ASSIGNMENT: Some lines in the listing hold the word "CollectionInfo". Return each of them.

ENTRIES PROVIDED:
╔══

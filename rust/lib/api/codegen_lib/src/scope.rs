//! Scope: unique JavaScript identifiers for entity ids.
//!
//! One `Scope` lives for one generated module. Ids are assigned a name
//! the first time they are seen and keep it; two ids never share a name.

use std::collections::{HashMap, HashSet};

/// Words that can never be used as a binding name in a module.
pub const RESERVED_WORDS: &[&str] = &[
    "await", "break", "case", "catch", "class", "const", "continue", "debugger", "default",
    "delete", "do", "else", "enum", "export", "extends", "false", "finally", "for", "function",
    "if", "implements", "import", "in", "instanceof", "interface", "let", "new", "null",
    "package", "private", "protected", "public", "return", "static", "super", "switch", "this",
    "throw", "true", "try", "typeof", "var", "void", "while", "with", "yield", "arguments",
    "eval", "undefined", "NaN", "Infinity",
];

const SEPARATOR: &str = "_";

#[derive(Debug, Clone, Default)]
pub struct Scope {
    names_by_id: HashMap<String, String>,
    occupied: HashSet<String>,
    /// Next suffix to try per normalized name.
    next_index: HashMap<String, usize>,
}

impl Scope {
    /// Create a scope where `occupied` identifiers (and reserved words)
    /// are never handed out.
    pub fn new<I, S>(occupied: I) -> Self
    where
        I: IntoIterator<Item = S>,
        S: Into<String>,
    {
        let mut scope = Self::default();
        for word in RESERVED_WORDS {
            scope.occupied.insert((*word).to_string());
        }
        for identifier in occupied {
            scope.occupied.insert(identifier.into());
        }
        scope
    }

    /// Create a scope and replay earlier `(id, preferred name)` requests
    /// in order, so its assignments match a scope that saw the same calls.
    pub fn with_history<I, S, H, A, B>(occupied: I, history: H) -> Self
    where
        I: IntoIterator<Item = S>,
        S: Into<String>,
        H: IntoIterator<Item = (A, B)>,
        A: AsRef<str>,
        B: AsRef<str>,
    {
        let mut scope = Self::new(occupied);
        for (id, preferred) in history {
            scope.get_name(id.as_ref(), preferred.as_ref());
        }
        scope
    }

    /// Name for `id`, derived from `preferred_name` on first use.
    pub fn get_name(&mut self, id: &str, preferred_name: &str) -> String {
        if let Some(name) = self.names_by_id.get(id) {
            return name.clone();
        }

        let base = normalize_js_name(preferred_name);
        let mut name = base.clone();
        if self.occupied.contains(&name) {
            let index = self.next_index.entry(base.clone()).or_insert(1);
            loop {
                name = format!("{}{}{}", base, SEPARATOR, index);
                *index += 1;
                if !self.occupied.contains(&name) {
                    break;
                }
            }
        }

        self.occupied.insert(name.clone());
        self.names_by_id.insert(id.to_string(), name.clone());
        name
    }

    /// Name already assigned to `id`, if any.
    pub fn assigned(&self, id: &str) -> Option<&str> {
        self.names_by_id.get(id).map(String::as_str)
    }

    pub fn is_occupied(&self, identifier: &str) -> bool {
        self.occupied.contains(identifier)
    }
}

/// Turn arbitrary text into a valid identifier: keep `[A-Za-z0-9_$]`,
/// drop everything else, prefix `_` when the result is empty or starts
/// with a digit.
pub fn normalize_js_name(name: &str) -> String {
    let mut normalized: String = name
        .chars()
        .filter(|c| c.is_ascii_alphanumeric() || *c == '_' || *c == '$')
        .collect();
    if normalized.is_empty() {
        return "_".to_string();
    }
    if normalized.starts_with(|c: char| c.is_ascii_digit()) {
        normalized.insert(0, '_');
    }
    normalized
}

#[cfg(test)]
mod tests {
    use super::*;

    #[test]
    fn normalize() {
        assert_eq!(normalize_js_name("Blog Posts"), "BlogPosts");
        assert_eq!(normalize_js_name("my-var"), "myvar");
        assert_eq!(normalize_js_name("1st"), "_1st");
        assert_eq!(normalize_js_name("ü ß"), "_");
        assert_eq!(normalize_js_name("$data_1"), "$data_1");
    }

    #[test]
    fn same_id_same_name() {
        let mut scope = Scope::new(Vec::<String>::new());
        let first = scope.get_name("a", "posts");
        let again = scope.get_name("a", "something else");
        assert_eq!(first, "posts");
        assert_eq!(again, "posts");
        assert_eq!(scope.assigned("a"), Some("posts"));
    }

    #[test]
    fn different_ids_get_suffixes() {
        let mut scope = Scope::new(Vec::<String>::new());
        assert_eq!(scope.get_name("a", "posts"), "posts");
        assert_eq!(scope.get_name("b", "posts"), "posts_1");
        assert_eq!(scope.get_name("c", "Posts!"), "Posts");
        assert_eq!(scope.get_name("d", "posts"), "posts_2");
    }

    #[test]
    fn suffix_skips_names_taken_verbatim() {
        let mut scope = Scope::new(Vec::<String>::new());
        assert_eq!(scope.get_name("a", "item_1"), "item_1");
        assert_eq!(scope.get_name("b", "item"), "item");
        assert_eq!(scope.get_name("c", "item"), "item_2");
    }

    #[test]
    fn occupied_and_reserved_names_are_avoided() {
        let mut scope = Scope::new(["sitemap"]);
        assert_eq!(scope.get_name("a", "sitemap"), "sitemap_1");
        assert_eq!(scope.get_name("b", "class"), "class_1");
        assert!(scope.is_occupied("sitemap"));
    }

    #[test]
    fn history_replay_matches() {
        let history = [("x", "data"), ("y", "data"), ("z", "system")];
        let mut left = Scope::with_history(["fetch"], history);
        let mut right = Scope::with_history(["fetch"], history);
        assert_eq!(left.assigned("y"), Some("data_1"));
        assert_eq!(left.get_name("w", "data"), right.get_name("w", "data"));
    }
}
//! Common utilities shared across connectors.
//!
//! HTTP client creation, URL validation and the mapping of HTTP failures
//! onto [`Error`] variants.

use crate::error::{Error, Result};
use reqwest::{Client, Response};
use std::time::Duration;

/// Default HTTP timeout for all connectors.
pub const DEFAULT_TIMEOUT: Duration = Duration::from_secs(60);

/// Which end of the migration a request belongs to.
#[derive(Debug, Clone, Copy, PartialEq, Eq)]
pub enum Side {
    /// Reading from the source.
    Source,
    /// Writing to the destination.
    Destination,
}

/// Creates a configured HTTP client with timeout.
#[must_use]
pub fn create_http_client(timeout: Duration) -> Client {
    Client::builder()
        .timeout(timeout)
        .connect_timeout(Duration::from_secs(10))
        .build()
        .unwrap_or_else(|_| Client::new())
}

/// Validates a URL for safety (anti-SSRF).
pub fn validate_url(url: &str) -> Result<()> {
    let has_valid_scheme = ["http://", "https://"].iter().any(|s| url.starts_with(s));

    if !has_valid_scheme {
        return Err(Error::Config(format!(
            "Invalid URL scheme in '{}'. Allowed: http, https",
            url
        )));
    }

    if url.len() < 10 {
        return Err(Error::Config(format!("Invalid URL format: {}", url)));
    }

    Ok(())
}

/// Strips trailing slashes and adds `https://` to bare hosts.
#[must_use]
pub fn normalize_base_url(url: &str) -> String {
    let trimmed = url.trim().trim_end_matches('/');
    if trimmed.starts_with("http://") || trimmed.starts_with("https://") {
        trimmed.to_string()
    } else {
        format!("https://{}", trimmed)
    }
}

/// Handles HTTP error responses and returns appropriate errors.
pub fn handle_http_error(status_code: u16, body: &str, backend: &str, side: Side) -> Error {
    match status_code {
        429 => Error::RateLimit(60), // Default 60s retry
        401 | 403 => Error::Authentication(format!("{} auth failed: {}", backend, body)),
        _ => {
            let message = format!("{} error {}: {}", backend, status_code, body);
            match side {
                Side::Source => Error::SourceConnection(message),
                Side::Destination => Error::DestinationConnection(message),
            }
        }
    }
}

/// Maps a transport failure (no response) onto the failing side.
pub fn transport_error(err: reqwest::Error, backend: &str, side: Side) -> Error {
    let message = format!("{} request failed: {}", backend, err);
    match side {
        Side::Source => Error::SourceConnection(message),
        Side::Destination => Error::DestinationConnection(message),
    }
}

/// Passes successful responses through and converts the rest into errors.
pub async fn check_response(response: Response, backend: &str, side: Side) -> Result<Response> {
    let status = response.status();
    if status.is_success() {
        return Ok(response);
    }
    let body = response
        .text()
        .await
        .unwrap_or_else(|_| "Unknown error".to_string());
    Err(handle_http_error(status.as_u16(), &body, backend, side))
}

/// Decodes a JSON response body, reporting failures against `side`.
pub async fn decode_json<T: serde::de::DeserializeOwned>(
    response: Response,
    what: &str,
    side: Side,
) -> Result<T> {
    response.json().await.map_err(|e| {
        let message = format!("Failed to parse {} response: {}", what, e);
        match side {
            Side::Source => Error::Extraction(message),
            Side::Destination => Error::Loading(message),
        }
    })
}
//! Qdrant connector (REST API).
//!
//! Listing walks `points/scroll` with payload and vectors disabled, following
//! `next_page_offset` until Qdrant stops returning one. Fetch and upsert go
//! through the `points` endpoints; upserts use `wait=true`.

use async_trait::async_trait;
use reqwest::{Client, Method, RequestBuilder};
use serde::{Deserialize, Serialize};
use serde_json::Value;
use std::collections::HashMap;
use std::time::Duration;
use tokio::sync::OnceCell;
use tracing::{debug, info, warn};
use uuid::Uuid;

use crate::config::QdrantConfig;
use crate::connectors::common::{
    check_response, create_http_client, decode_json, normalize_base_url, transport_error, Side,
};
use crate::connectors::{
    CollectionDescriptor, CollectionScope, DestinationWriter, IdPage, MigrationItem, Payload,
    SourceDescription, SourceReader,
};
use crate::error::{Error, Result};
use crate::schema::{translate_metric, Backend, DistanceMetric};

/// Payload key keeping the original id of points whose id Qdrant cannot store.
pub const SOURCE_ID_FIELD: &str = "_source_id";

/// Page size for identifier listing.
const SCROLL_LIMIT: usize = 1000;

#[derive(Debug, Deserialize)]
struct QdrantResponse<T> {
    result: T,
}

#[derive(Debug, Deserialize)]
struct CollectionInfo {
    #[serde(default)]
    points_count: Option<u64>,
    config: CollectionConfig,
}

#[derive(Debug, Deserialize)]
struct CollectionConfig {
    params: CollectionParams,
}

#[derive(Debug, Deserialize)]
struct CollectionParams {
    #[serde(default)]
    vectors: Option<VectorsConfig>,
}

#[derive(Debug, Clone, Serialize, Deserialize)]
#[serde(untagged)]
enum VectorsConfig {
    Single(VectorParams),
    Named(HashMap<String, VectorParams>),
}

#[derive(Debug, Clone, Serialize, Deserialize)]
struct VectorParams {
    size: usize,
    distance: String,
}

#[derive(Debug, Serialize)]
struct ScrollRequest {
    limit: usize,
    #[serde(skip_serializing_if = "Option::is_none")]
    offset: Option<Value>,
    with_payload: bool,
    with_vector: bool,
}

#[derive(Debug, Deserialize)]
struct ScrollResult {
    points: Vec<ScrolledPoint>,
    #[serde(default)]
    next_page_offset: Option<Value>,
}

#[derive(Debug, Deserialize)]
struct ScrolledPoint {
    id: Value,
}

#[derive(Debug, Serialize)]
struct RetrieveRequest {
    ids: Vec<Value>,
    with_payload: bool,
    with_vector: Value,
}

#[derive(Debug, Deserialize)]
struct RetrievedPoint {
    id: Value,
    #[serde(default)]
    payload: Option<Payload>,
    #[serde(default)]
    vector: Option<Value>,
}

#[derive(Debug, Serialize)]
struct UpsertRequest {
    points: Vec<UpsertPoint>,
}

#[derive(Debug, Serialize)]
struct UpsertPoint {
    id: Value,
    vector: Value,
    payload: Payload,
}

#[derive(Debug, Deserialize)]
struct CountResult {
    count: u64,
}

/// Converts a Qdrant point id (integer or UUID) to its string form.
fn id_to_string(id: &Value) -> String {
    match id {
        Value::String(s) => s.clone(),
        other => other.to_string(),
    }
}

/// Converts a listed id back into the JSON form Qdrant expects.
fn id_to_json(id: &str) -> Value {
    match id.parse::<u64>() {
        Ok(n) if n.to_string() == id => Value::from(n),
        _ => Value::String(id.to_string()),
    }
}

/// Qdrant point id for an arbitrary source id.
///
/// Unsigned integers and UUIDs are kept; anything else maps to a stable
/// UUID v5, returned together with `true` to signal the remap.
pub fn destination_point_id(id: &str) -> (Value, bool) {
    if let Ok(n) = id.parse::<u64>() {
        if n.to_string() == id {
            return (Value::from(n), false);
        }
    }
    if Uuid::parse_str(id).is_ok() {
        return (Value::String(id.to_string()), false);
    }
    let derived = Uuid::new_v5(&Uuid::NAMESPACE_OID, id.as_bytes());
    (Value::String(derived.to_string()), true)
}

/// Qdrant connector.
pub struct QdrantConnector {
    config: QdrantConfig,
    client: Client,
    base_url: String,
    /// Name of the only named vector, when the collection has one and none is configured.
    detected_name: OnceCell<String>,
}

impl QdrantConnector {
    /// Creates a new Qdrant connector with configured HTTP client.
    pub fn new(config: QdrantConfig, timeout: Duration) -> Self {
        let base_url = normalize_base_url(&config.url);
        Self {
            config,
            client: create_http_client(timeout),
            base_url,
            detected_name: OnceCell::new(),
        }
    }

    fn collection_url(&self, collection: &str, suffix: &str) -> String {
        format!("{}/collections/{}{}", self.base_url, collection, suffix)
    }

    fn request(&self, method: Method, url: &str) -> RequestBuilder {
        let req = self.client.request(method, url);
        match &self.config.api_key {
            Some(key) => req.header("api-key", key),
            None => req,
        }
    }

    fn warn_namespace(scope: &CollectionScope) {
        if let Some(ns) = &scope.namespace {
            warn!("Qdrant has no namespaces; ignoring namespace '{}'", ns);
        }
    }

    async fn collection_info(
        &self,
        collection: &str,
        side: Side,
    ) -> Result<Option<CollectionInfo>> {
        let url = self.collection_url(collection, "");
        let response = self
            .request(Method::GET, &url)
            .send()
            .await
            .map_err(|e| transport_error(e, "Qdrant", side))?;

        if response.status().as_u16() == 404 {
            return Ok(None);
        }

        let response = check_response(response, "Qdrant", side).await?;
        let info: QdrantResponse<CollectionInfo> =
            decode_json(response, "Qdrant collection", side).await?;
        Ok(Some(info.result))
    }

    /// Picks the vector parameters matching the configured vector name.
    fn vector_params(&self, vectors: Option<&VectorsConfig>) -> Result<VectorParams> {
        match (vectors, &self.config.vector_name) {
            (Some(VectorsConfig::Single(params)), None) => Ok(params.clone()),
            (Some(VectorsConfig::Named(named)), Some(name)) => {
                named.get(name).cloned().ok_or_else(|| {
                    Error::Config(format!("Qdrant collection has no vector named '{}'", name))
                })
            }
            (Some(VectorsConfig::Named(named)), None) if named.len() == 1 => {
                let (name, params) = named
                    .iter()
                    .next()
                    .ok_or_else(|| Error::Config("Qdrant collection has no vectors".to_string()))?;
                if self.detected_name.set(name.clone()).is_ok() {
                    debug!("Using Qdrant named vector '{}'", name);
                }
                Ok(params.clone())
            }
            (Some(VectorsConfig::Named(_)), None) => Err(Error::Config(
                "Qdrant collection has several named vectors; set vector_name".to_string(),
            )),
            (Some(VectorsConfig::Single(_)), Some(name)) => Err(Error::Config(format!(
                "Qdrant collection has an unnamed vector, not '{}'",
                name
            ))),
            (None, _) => Err(Error::Config(
                "Qdrant collection has no dense vector configuration".to_string(),
            )),
        }
    }

    /// Vector name used on write: the configured one, else the detected one.
    fn vector_name(&self) -> Option<&str> {
        self.config
            .vector_name
            .as_deref()
            .or_else(|| self.detected_name.get().map(String::as_str))
    }

    /// Extracts the configured vector from a retrieved point.
    ///
    /// A point without that vector yields an empty one, which never matches
    /// the collection dimension and is skipped downstream.
    fn parse_vector(&self, id: &str, vector: Option<Value>) -> Result<Vec<f32>> {
        let vector = match (vector, &self.config.vector_name) {
            (Some(Value::Object(mut named)), Some(name)) => named.remove(name),
            (Some(Value::Object(named)), None) if named.len() == 1 => {
                named.into_iter().next().map(|(_, v)| v)
            }
            (Some(v @ Value::Array(_)), _) => Some(v),
            _ => None,
        };

        let Some(vector) = vector else {
            warn!("Qdrant point '{}' has no usable vector", id);
            return Ok(Vec::new());
        };
        serde_json::from_value(vector)
            .map_err(|e| Error::Extraction(format!("Invalid Qdrant vector for '{}': {}", id, e)))
    }

    fn vector_value(&self, vector: &[f32]) -> Value {
        let values = Value::from(vector.to_vec());
        match self.vector_name() {
            Some(name) => Value::Object(serde_json::Map::from_iter([(name.to_string(), values)])),
            None => values,
        }
    }
}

╚══

SOLUTION TO THE PROBLEM:
struct CollectionInfo {
    ) -> Result<Option<CollectionInfo>> {
        let info: QdrantResponse<CollectionInfo> =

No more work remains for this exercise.